I tried attaching a vid on iPhone of the noise by format not allowed - happy to share as assume that will help - I have pic of the offending item

Posts

  • whyamiherewhyamihere Posts: 7,465
    That's the inner race of the bottom bracket bearing, if it's making a squealing noise it's going to need to be replaced. On a Synapse, that's going to be a BB30 bottom bracket. It's certainly possibly to DIY the replacement of the bottom bracket, but it requires specialised tools and skills.
  • That's the inner race of your bottom bracket bearing which appears to be push fit. Suspect the bearing is one dry hence the squealing.

    You'll need to remove using a drift or bearing removal tool making sure the bearing comes out square to the BB shell.

    Then install a new BB bearing (same size) using a press.

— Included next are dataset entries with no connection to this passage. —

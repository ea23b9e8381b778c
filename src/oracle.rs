use tracing::debug;

use crate::{
    ParameterError, Result,
    boundary::extend_boundaries,
    encoding::BaseMapping,
    minimizer::{Minimizer, find_minimizers},
    normalize::normalize,
    params::Params,
    sequence::Sequence,
    strand::Canonicalization,
};

/// Immutable per-run configuration.
///
/// The historical oracle variants differ only in these three settings, so
/// each of them is one `OracleConfig` over the same algorithm.
#[derive(Debug, Clone, Copy, PartialEq, Eq, Hash)]
pub struct OracleConfig {
    /// Base → 2-bit code assignment.
    pub mapping: BaseMapping,
    /// How the strand-1 candidate is derived.
    pub canonicalization: Canonicalization,
    /// Whether truncated windows at both ends are included.
    pub boundaries: bool,
}

impl Default for OracleConfig {
    fn default() -> Self {
        Self {
            mapping: BaseMapping::ACGT,
            canonicalization: Canonicalization::Complement,
            boundaries: true,
        }
    }
}

impl OracleConfig {
    pub fn with_mapping(mut self, mapping: BaseMapping) -> Self {
        self.mapping = mapping;
        self
    }

    pub fn with_canonicalization(mut self, canonicalization: Canonicalization) -> Self {
        self.canonicalization = canonicalization;
        self
    }

    pub fn with_boundaries(mut self, boundaries: bool) -> Self {
        self.boundaries = boundaries;
        self
    }
}

/// Brute-force minimizer oracle.
///
/// Runs the full pipeline: full-length windows over the whole sequence,
/// optionally the truncated boundary windows, then sort and dedup.
#[derive(Debug, Clone, Default)]
pub struct Oracle {
    config: OracleConfig,
}

impl Oracle {
    pub fn new(config: OracleConfig) -> Self {
        Self { config }
    }

    pub fn config(&self) -> &OracleConfig {
        &self.config
    }

    /// Computes the normalized minimizer set of `seq`.
    ///
    /// # Returns
    ///
    /// * `Ok(Vec<Minimizer>)` – unique triples in ascending order.
    /// * `Err(ParameterError::SequenceLengthMismatch)` – if `params.seq_len()`
    ///   is not the length of `seq`.
    pub fn run(&self, seq: &Sequence, params: &Params) -> Result<Vec<Minimizer>> {
        if params.seq_len() != seq.len() {
            return Err(ParameterError::SequenceLengthMismatch {
                expected: params.seq_len(),
                actual: seq.len(),
            }
            .into());
        }

        let (k, win_len) = (params.k(), params.win_len());
        let mut all = find_minimizers(seq, k, win_len, 0, seq.len(), &self.config);
        let interior = all.len();
        if self.config.boundaries {
            all.extend(extend_boundaries(seq, k, win_len, &self.config));
        }
        let out = normalize(all);

        debug!(
            seq_len = seq.len(),
            k,
            win_len,
            interior,
            unique = out.len(),
            "oracle run finished"
        );
        Ok(out)
    }

    /// Like [`Oracle::run`], taking `seq_len` from the sequence itself.
    pub fn minimizers(&self, seq: &Sequence, k: usize, win_len: usize) -> Result<Vec<Minimizer>> {
        let params = Params::new(seq.len(), k, win_len)?;
        self.run(seq, &params)
    }
}

#[cfg(test)]
mod tests {
    use super::*;
    use crate::OracleError;

    #[test]
    fn rejects_length_mismatch() {
        let seq: Sequence = "ACGTA".parse().unwrap();
        let params = Params::new(6, 1, 1).unwrap();
        assert_eq!(
            Oracle::default().run(&seq, &params),
            Err(OracleError::InvalidParameters(ParameterError::SequenceLengthMismatch {
                expected: 6,
                actual: 5
            }))
        );
    }

    #[test]
    fn boundaries_only_add() {
        let seq: Sequence = "TCAGGAAGAAGCAGA".parse().unwrap();
        let with = Oracle::default().minimizers(&seq, 3, 5).unwrap();
        let without = Oracle::new(OracleConfig::default().with_boundaries(false))
            .minimizers(&seq, 3, 5)
            .unwrap();
        assert!(without.iter().all(|m| with.contains(m)));
        assert!(with.len() > without.len());
    }

    #[test]
    fn builder_sets_fields() {
        let cfg = OracleConfig::default()
            .with_mapping(BaseMapping::CATG)
            .with_canonicalization(Canonicalization::ReverseComplement)
            .with_boundaries(false);
        assert_eq!(cfg.mapping, BaseMapping::CATG);
        assert_eq!(cfg.canonicalization, Canonicalization::ReverseComplement);
        assert!(!cfg.boundaries);
    }
}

    If you haven't got the tools then it may be LBS job.
  • Thanks both for the speedy response - it does look like a bike shop job, and beyond my skill set. Much appreciated - its killing any enjoyment of cycling :(
  • david37david37 Posts: 1,313
    Hi Chaz, given youve got this far Id say it's not beyond your skill set. though you might not have all the tools. here you just need a couple of drifts for a few quid off the bay, and a bit of bar to keep everything square.

    Knock the old bearings out, walk them out a bit at a time with a punch or old srewdriver. They can need a bit of welly, but just feel your way into it. Clean it all out.

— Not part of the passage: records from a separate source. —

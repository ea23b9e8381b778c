use crate::{
    Result, OracleError, ParameterError,
    constants::{BASES, INVALID_BASE},
    util::base_index,
};

/// A bijection from `{A, C, G, T}` onto the 2-bit codes `{0, 1, 2, 3}`.
///
/// The assignment decides which k-mers compare smaller, so it is part of a
/// run's configuration rather than a hidden constant.
#[derive(Debug, Clone, Copy, PartialEq, Eq, Hash)]
pub struct BaseMapping {
    // Codes for A, C, G, T, in that order.
    codes: [u8; 4],
}

impl BaseMapping {
    /// `A=00, C=01, G=10, T=11` (lexicographic order on bases).
    pub const ACGT: Self = Self { codes: [0, 1, 2, 3] };

    /// `A=01, C=00, G=11, T=10` (orders bases as C < A < T < G).
    pub const CATG: Self = Self { codes: [1, 0, 3, 2] };

    /// Builds a mapping from the codes assigned to A, C, G and T.
    ///
    /// # Returns
    ///
    /// * `Ok(Self)` – if every code in `0..4` is used exactly once.
    /// * `Err(ParameterError::NotABijection)` – otherwise.
    pub fn new(codes: [u8; 4]) -> Result<Self> {
        let mut seen = [false; 4];
        for &c in &codes {
            if c > 3 || seen[c as usize] {
                return Err(ParameterError::NotABijection { codes }.into());
            }
            seen[c as usize] = true;
        }
        Ok(Self { codes })
    }

    /// The codes assigned to A, C, G and T.
    pub fn codes(&self) -> [u8; 4] {
        self.codes
    }

    /// 2-bit code of a single base, or `None` outside the alphabet.
    #[inline(always)]
    pub fn code(&self, base: u8) -> Option<u8> {
        match base_index(base) {
            INVALID_BASE => None,
            idx => Some(self.codes[idx as usize]),
        }
    }

    /// Packs an already-validated k-mer.
    ///
    /// Bytes outside the alphabet are not detected here; callers must have
    /// validated the sequence first.
    #[inline(always)]
    pub(crate) fn pack(&self, kmer: &[u8]) -> u64 {
        kmer.iter().fold(0u64, |acc, &b| {
            let code = self.codes[(base_index(b) & 3) as usize];
            (acc << 2) | code as u64
        })
    }
}

impl Default for BaseMapping {
    fn default() -> Self {
        Self::ACGT
    }
}

impl std::fmt::Display for BaseMapping {
    fn fmt(&self, f: &mut std::fmt::Formatter<'_>) -> std::fmt::Result {
        for (i, (&b, &c)) in BASES.iter().zip(&self.codes).enumerate() {
            if i > 0 {
                f.write_str(",")?;
            }
            write!(f, "{}={:02b}", b as char, c)?;
        }
        Ok(())
    }
}

/// Encodes a k-mer into an integer in `[0, 4^k)`.
///
/// Each base is mapped through `mapping` and the 2-bit codes are concatenated
/// left to right, the first base in the most significant position.
///
/// # Returns
///
/// * `Ok(u64)` – the packed value.
/// * `Err(OracleError::InvalidSymbol)` – if `kmer` contains a byte outside `{A, C, G, T}`.
pub fn encode(kmer: &[u8], mapping: &BaseMapping) -> Result<u64> {
    let mut value = 0u64;
    for (position, &symbol) in kmer.iter().enumerate() {
        let code = mapping
            .code(symbol)
            .ok_or(OracleError::InvalidSymbol { symbol: symbol as char, position })?;
        value = (value << 2) | code as u64;
    }
    Ok(value)
}

#[cfg(test)]
mod tests {
    use super::*;

    #[test]
    fn encode_msb_first() {
        // A C G T → 00 01 10 11
        assert_eq!(encode(b"ACGT", &BaseMapping::ACGT).unwrap(), 0b00_01_10_11);
        // A C G T → 01 00 11 10
        assert_eq!(encode(b"ACGT", &BaseMapping::CATG).unwrap(), 0b01_00_11_10);
        assert_eq!(encode(b"TTT", &BaseMapping::ACGT).unwrap(), 63);
    }

    #[test]
    fn encode_rejects_foreign_symbols() {
        assert_eq!(
            encode(b"ACNT", &BaseMapping::ACGT),
            Err(OracleError::InvalidSymbol { symbol: 'N', position: 2 })
        );
        // Lowercase is outside the alphabet.
        assert!(encode(b"acgt", &BaseMapping::ACGT).is_err());
    }

    #[test]
    fn pack_agrees_with_encode() {
        let mapping = BaseMapping::CATG;
        for kmer in [&b"GATTACA"[..], &b"C"[..], &b"TTTTTTTT"[..]] {
            assert_eq!(mapping.pack(kmer), encode(kmer, &mapping).unwrap());
        }
    }

    #[test]
    fn mapping_must_be_bijection() {
        assert!(BaseMapping::new([3, 2, 1, 0]).is_ok());
        assert_eq!(
            BaseMapping::new([0, 0, 1, 2]),
            Err(OracleError::InvalidParameters(ParameterError::NotABijection { codes: [0, 0, 1, 2] }))
        );
        assert!(BaseMapping::new([0, 1, 2, 4]).is_err());
    }

    #[test]
    fn mapping_display() {
        assert_eq!(BaseMapping::CATG.to_string(), "A=01,C=00,G=11,T=10");
    }
}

    Using the drifts you bought press the new bearings in, making sure they stay square and also buy and use bearing retianing compound. this ensures you dont get any creak.

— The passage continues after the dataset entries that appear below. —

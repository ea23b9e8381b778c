use crate::minimizer::Minimizer;

/// Sorts ascending by `(value, position, strand)` and drops duplicates.
///
/// Idempotent: normalizing a normalized set returns it unchanged.
pub fn normalize(mut minimizers: Vec<Minimizer>) -> Vec<Minimizer> {
    minimizers.sort_unstable();
    minimizers.dedup();
    minimizers
}
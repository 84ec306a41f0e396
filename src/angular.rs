use serde::{Deserialize, Serialize};

use crate::error::{Result, TargetError};
use crate::target::positive;

pub const MINUTES_PER_DEGREE: f64 = 60.0;
pub const INCHES_PER_YARD: f64 = 36.0;

/// Increments at or past this many MOA put the half-angle at 90 degrees.
pub const MAX_ANGULAR_INCREMENT: f64 = 180.0 * MINUTES_PER_DEGREE;

/// How an angular increment is turned into a linear cell size.
#[derive(Debug, Clone, Copy, Default, PartialEq, Eq, Serialize, Deserialize)]
#[serde(rename_all = "lowercase")]
#[cfg_attr(feature = "cli", derive(clap::ValueEnum))]
pub enum CellFormula {
    /// Chord subtended by the angle: `2 * d * tan(a / 2)`.
    #[default]
    Exact,
    /// Small-angle approximation `2 * d * (a / 2)`, matching older targets.
    Linear,
}

/// Linear size in inches of one `angular_increment` MOA cell at `distance`
/// yards.
pub fn cell_size(distance: f64, angular_increment: f64) -> Result<f64> {
    cell_size_with(distance, angular_increment, CellFormula::Exact)
}

pub fn cell_size_with(distance: f64, angular_increment: f64, formula: CellFormula) -> Result<f64> {
    positive("distance", distance)?;
    positive("angular increment", angular_increment)?;
    if angular_increment >= MAX_ANGULAR_INCREMENT {
        return Err(TargetError::invalid(
            "angular increment",
            angular_increment,
            "half-angle must stay below 90 degrees",
        ));
    }

    let inches = distance * INCHES_PER_YARD;
    let half_angle = (angular_increment / MINUTES_PER_DEGREE / 2.0).to_radians();
    let size = match formula {
        CellFormula::Exact => 2.0 * inches * half_angle.tan(),
        CellFormula::Linear => 2.0 * inches * half_angle,
    };
    Ok(size)
}

#[cfg(test)]
mod tests {
    use super::*;

    #[test]
    fn one_moa_at_hundred_yards_is_about_an_inch() {
        let size = cell_size(100.0, 1.0).unwrap();
        assert!((size - 1.0472).abs() < 1e-3, "got {size}");
    }

    #[test]
    fn quarter_moa_at_hundred_yards() {
        let size = cell_size(100.0, 0.25).unwrap();
        assert!((size - 0.2618).abs() < 1e-4, "got {size}");
    }

    #[test]
    fn linear_form_is_slightly_smaller() {
        let exact = cell_size_with(100.0, 60.0, CellFormula::Exact).unwrap();
        let linear = cell_size_with(100.0, 60.0, CellFormula::Linear).unwrap();
        assert!(linear < exact);
        assert!((exact - linear) / exact < 1e-4);
    }

    #[test]
    fn strictly_increasing_in_both_arguments() {
        let distances = [1.0, 25.0, 100.0, 300.0, 1000.0];
        let increments = [0.1, 0.25, 0.5, 1.0, 5.0, 60.0];
        for formula in [CellFormula::Exact, CellFormula::Linear] {
            for pair in distances.windows(2) {
                for &moa in &increments {
                    let a = cell_size_with(pair[0], moa, formula).unwrap();
                    let b = cell_size_with(pair[1], moa, formula).unwrap();
                    assert!(b > a, "{formula:?}: distance {} -> {}", pair[0], pair[1]);
                }
            }
            for pair in increments.windows(2) {
                for &distance in &distances {
                    let a = cell_size_with(distance, pair[0], formula).unwrap();
                    let b = cell_size_with(distance, pair[1], formula).unwrap();
                    assert!(b > a, "{formula:?}: moa {} -> {}", pair[0], pair[1]);
                }
            }
        }
    }

    #[test]
    fn rejects_non_positive_inputs() {
        assert!(cell_size(0.0, 0.25).unwrap_err().is_invalid_parameter());
        assert!(cell_size(100.0, 0.0).unwrap_err().is_invalid_parameter());
        assert!(cell_size(-5.0, 0.25).is_err());
        assert!(cell_size(100.0, MAX_ANGULAR_INCREMENT).is_err());
    }
}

    For a bike shop that knows what it's doing this job is straightforward as they will have the tools and the experience and confidence. You can do it for yourself and afterwards you'll wonder what the fuss was about.

    The key to making this a success is the quality of the replacement bearings, Cleaning everything, using bearing retainer and pressing the new bearings in straight.

    take your time you can do it. And it will take less time than it takes to get the bike to the bike shop and q up.

  • brundonbianchibrundonbianchi Posts: 689
    edited 4 February
    You can make something to knock the bearings out of the frame by cutting slats into the end of a short length of sink drain pipe with the correct diameter to fit through the centre of the bearings. Then back the slatted end of the pipe onto the bearing, and tap them out with a wooden or rubber mallet ( or if you want to keep the purists happy, a dead blow hammer ). Pressing the new ones in is easy enough if you have a small square of wood to make sure they go in flat. There are purpose made drifts and presses available, but they cost a fair bit more than the equally effective bits of pipe and wood, and unless you have lots of bikes, won’t get much use.
  • First.AspectFirst.Aspect Posts: 6,248
    When you say re greased, did you do the bearing itself?

    If not, try picking the black cover off with a small tool, repacking with grease and replacing.

    Chances are your bearings have taken some abuse in there but you might get a bit more life out of them.
  • david37david37 Posts: 1,313

    You can make something to knock the bearings out of the frame by cutting slats into the end of a short length of sink drain pipe with the correct diameter to fit through the centre of the bearings. Then back the slatted end of the pipe onto the bearing, and tap them out with a wooden or rubber mallet ( or if you want to keep the purists happy, a dead blow hammer ). Pressing the new ones in is easy enough if you have a small square of wood to make sure they go in flat. There are purpose made drifts and presses available, but they cost a fair bit more than the equally effective bits of pipe and wood, and unless you have lots of bikes, won’t get much use.

    ignore this, a bit of pipe and some wood is NOT as effective as a purpose made drift or bearing press. Unless you dont mind the bearings sitting at the wrong angle or the wrong place.

    In any case, you can pick up a basic chineesium one for less than £20 and get a load of other drifts for wheel bearings etc with it. look on the bay. 6806 is the bearing size for BB30.